Boost Launches Industry-First Payment Platform to Feature Dynamic Discounting for Commercial Cards

New York, NYOctober 16, 2018 – Boost Payment Solutions®, the leader in commercial card payment optimization, today announced the launch of Dynamic BoostSM– the first payment platform to apply rules-based, dynamic interchange pricing to commercial card payments.
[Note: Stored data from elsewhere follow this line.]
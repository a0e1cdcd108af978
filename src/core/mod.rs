pub mod cache;
pub mod distance_matrix;
pub mod distance_metric;
pub mod partition;
pub mod series;
use std::collections::BTreeMap;

use serde::{Deserialize, Serialize};

use crate::algorithms::common::{argmax_nan_safe, lagged_correlation};
use crate::core::partition::{ClusterId, Partition};
use crate::core::series::NormalizedMatrix;

/// Default maximum lag, in days, scanned in each direction.
pub const DEFAULT_MAX_LAG: usize = 14;

/// Peak correlation a cluster pair must exceed before an edge is claimed.
pub const DEFAULT_SIGNIFICANCE: f64 = 0.5;

/// Mean normalized case series per cluster.
#[derive(Debug, Clone, PartialEq)]
pub struct ClusterSeries {
    pub ids: Vec<ClusterId>,
    pub series: Vec<Vec<f64>>,
}

impl ClusterSeries {
    pub fn new(ids: Vec<ClusterId>, series: Vec<Vec<f64>>) -> Self {
        assert_eq!(ids.len(), series.len(), "One series per cluster id");
        Self { ids, series }
    }

    pub fn len(&self) -> usize {
        self.ids.len()
    }

    pub fn is_empty(&self) -> bool {
        self.ids.is_empty()
    }

    pub fn get(&self, id: ClusterId) -> Option<&[f64]> {
        self.ids
            .iter()
            .position(|&c| c == id)
            .map(|k| self.series[k].as_slice())
    }
}

/// Average each cluster's member columns row by row.
///
/// `normalized` must have its columns in the partition's hospital order.
pub fn cluster_series(partition: &Partition, normalized: &NormalizedMatrix) -> ClusterSeries {
    let n_dates = normalized.columns.first().map_or(0, |c| c.len());
    let mut ids = Vec::with_capacity(partition.len());
    let mut series = Vec::with_capacity(partition.len());

    for cluster in partition.clusters() {
        let mut acc = vec![0.0; n_dates];
        for &idx in &cluster.members {
            for (a, v) in acc.iter_mut().zip(normalized.column(idx)) {
                *a += v;
            }
        }
        let k = cluster.members.len().max(1) as f64;
        acc.iter_mut().for_each(|a| *a /= k);
        ids.push(cluster.id);
        series.push(acc);
    }

    ClusterSeries { ids, series }
}

/// How the source cluster relates to the target.
#[derive(Debug, Clone, Copy, PartialEq, Eq, Serialize, Deserialize)]
#[serde(rename_all = "lowercase")]
pub enum Relation {
    /// Source's outbreak curve appears `lag_days` before the target's.
    Precedes,
    /// Best alignment at lag 0; direction carries no meaning.
    Synchronous,
}

/// Directed, weighted link in the spread network.
#[derive(Debug, Clone, PartialEq, Serialize, Deserialize)]
pub struct NetworkEdge {
    pub source_cluster: ClusterId,
    pub target_cluster: ClusterId,
    pub lag_days: usize,
    /// Peak Pearson correlation at the chosen lag, in [-1, 1].
    pub strength: f64,
    pub relation: Relation,
}

/// Best lag and its correlation for an ordered series pair.
///
/// Scans `-max_lag..=max_lag` with [`lagged_correlation`]; undefined
/// correlations and overlaps shorter than three points count as 0, and ties
/// keep the most negative lag.
pub fn best_lag(a: &[f64], b: &[f64], max_lag: usize) -> (isize, f64) {
    let max_lag = max_lag as isize;
    let lags: Vec<isize> = (-max_lag..=max_lag).collect();
    let corrs: Vec<f64> = lags.iter().map(|&l| lagged_correlation(a, b, l)).collect();
    match argmax_nan_safe(&corrs) {
        Some(k) => (lags[k], corrs[k]),
        None => (0, 0.0),
    }
}

/// Build the spread network with the default significance threshold.
pub fn predict_spread(series: &ClusterSeries, max_lag: usize) -> Vec<NetworkEdge> {
    predict_spread_with(series, max_lag, DEFAULT_SIGNIFICANCE)
}

/// Build the directed spread network from cluster series.
///
/// For every ordered pair `(i, j)`, finds the lag maximizing the correlation of
/// `s_i[t + lag]` with `s_j[t]`. A positive best lag means `s_i` is a delayed
/// copy of `s_j`, so `j` is the source; a negative lag makes `i` the source.
/// The earlier outbreak is always the source and `lag_days` is the absolute
/// lag. A pair is linked only if its peak correlation exceeds `significance`.
///
/// The ordered pair `(j, i)` is the mirror of `(i, j)` and yields the same
/// edge, so each unordered pair contributes at most one edge (the stronger if
/// the two scans disagree). Lag 0 gives a [`Relation::Synchronous`] edge from
/// the lower cluster id to the higher.
pub fn predict_spread_with(
    series: &ClusterSeries,
    max_lag: usize,
    significance: f64,
) -> Vec<NetworkEdge> {
    let mut edges: BTreeMap<(ClusterId, ClusterId), NetworkEdge> = BTreeMap::new();

    for i in 0..series.len() {
        for j in 0..series.len() {
            if i == j {
                continue;
            }
            let (lag, corr) = best_lag(&series.series[i], &series.series[j], max_lag);
            if corr <= significance {
                continue;
            }

            let (ci, cj) = (series.ids[i], series.ids[j]);
            let (source, target, relation) = if lag > 0 {
                (cj, ci, Relation::Precedes)
            } else if lag < 0 {
                (ci, cj, Relation::Precedes)
            } else {
                (ci.min(cj), ci.max(cj), Relation::Synchronous)
            };
            let edge = NetworkEdge {
                source_cluster: source,
                target_cluster: target,
                lag_days: lag.unsigned_abs(),
                strength: corr,
                relation,
            };

            let key = (ci.min(cj), ci.max(cj));
            match edges.get(&key) {
                Some(existing) if existing.strength >= edge.strength => {}
                _ => {
                    edges.insert(key, edge);
                }
            }
        }
    }

    let edges: Vec<NetworkEdge> = edges.into_values().collect();
    tracing::debug!(
        clusters = series.len(),
        edges = edges.len(),
        max_lag,
        "Computed spread network"
    );
    edges
}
Dynamic Boost offers unlimited flexibility for commercial card stakeholders by introducing pricing constructs that are based on contractual arrangements among buyers, suppliers and card issuers.

 

Prior to Dynamic Boost, the cost of card acceptance was dictated entirely by rigid, fixed rates established by the card networks, so when buyers and suppliers wanted to exchange value via commercial card products, they were limited to pricing parameters that didn’t necessarily fit their commercial relationship.  As a result, the expansion of commercial card use and acceptance for accounts payable spend has been disappointing.

 

Dynamic Boost’s pricing configurability can be tailored to transaction size, periodic volume levels, payment terms or other business rules established between trading partners.

 

Dynamic Boost is also fully integrated with Boost Intercept®, so all commercial card payments are automatically transformed into a passive, straight-through processed payment experience for suppliers.

 

Key benefits of Dynamic Boost:

  • Simplifies pricing models for commercial card use and acceptance
  • Expands card acceptance across historically resistant suppliers
  • Encourages better payment behavior via time-based interchange adjudication
  • Allows buyers to maximize rebates and working capital
  • Allows suppliers to accurately budget the cost of card acceptance

 

“By reinventing pricing constructs for commercial cards, Dynamic Boost is solving long-held pain points associated with B2B card payments,” said Dean M. Leavitt, founder and CEO, Boost. “Commercial cards are entering a new era and Dynamic Boost has reshaped the landscape by liberating buyers, suppliers, and the financial institutions that serve them from the inflexible pricing parameters of the past.”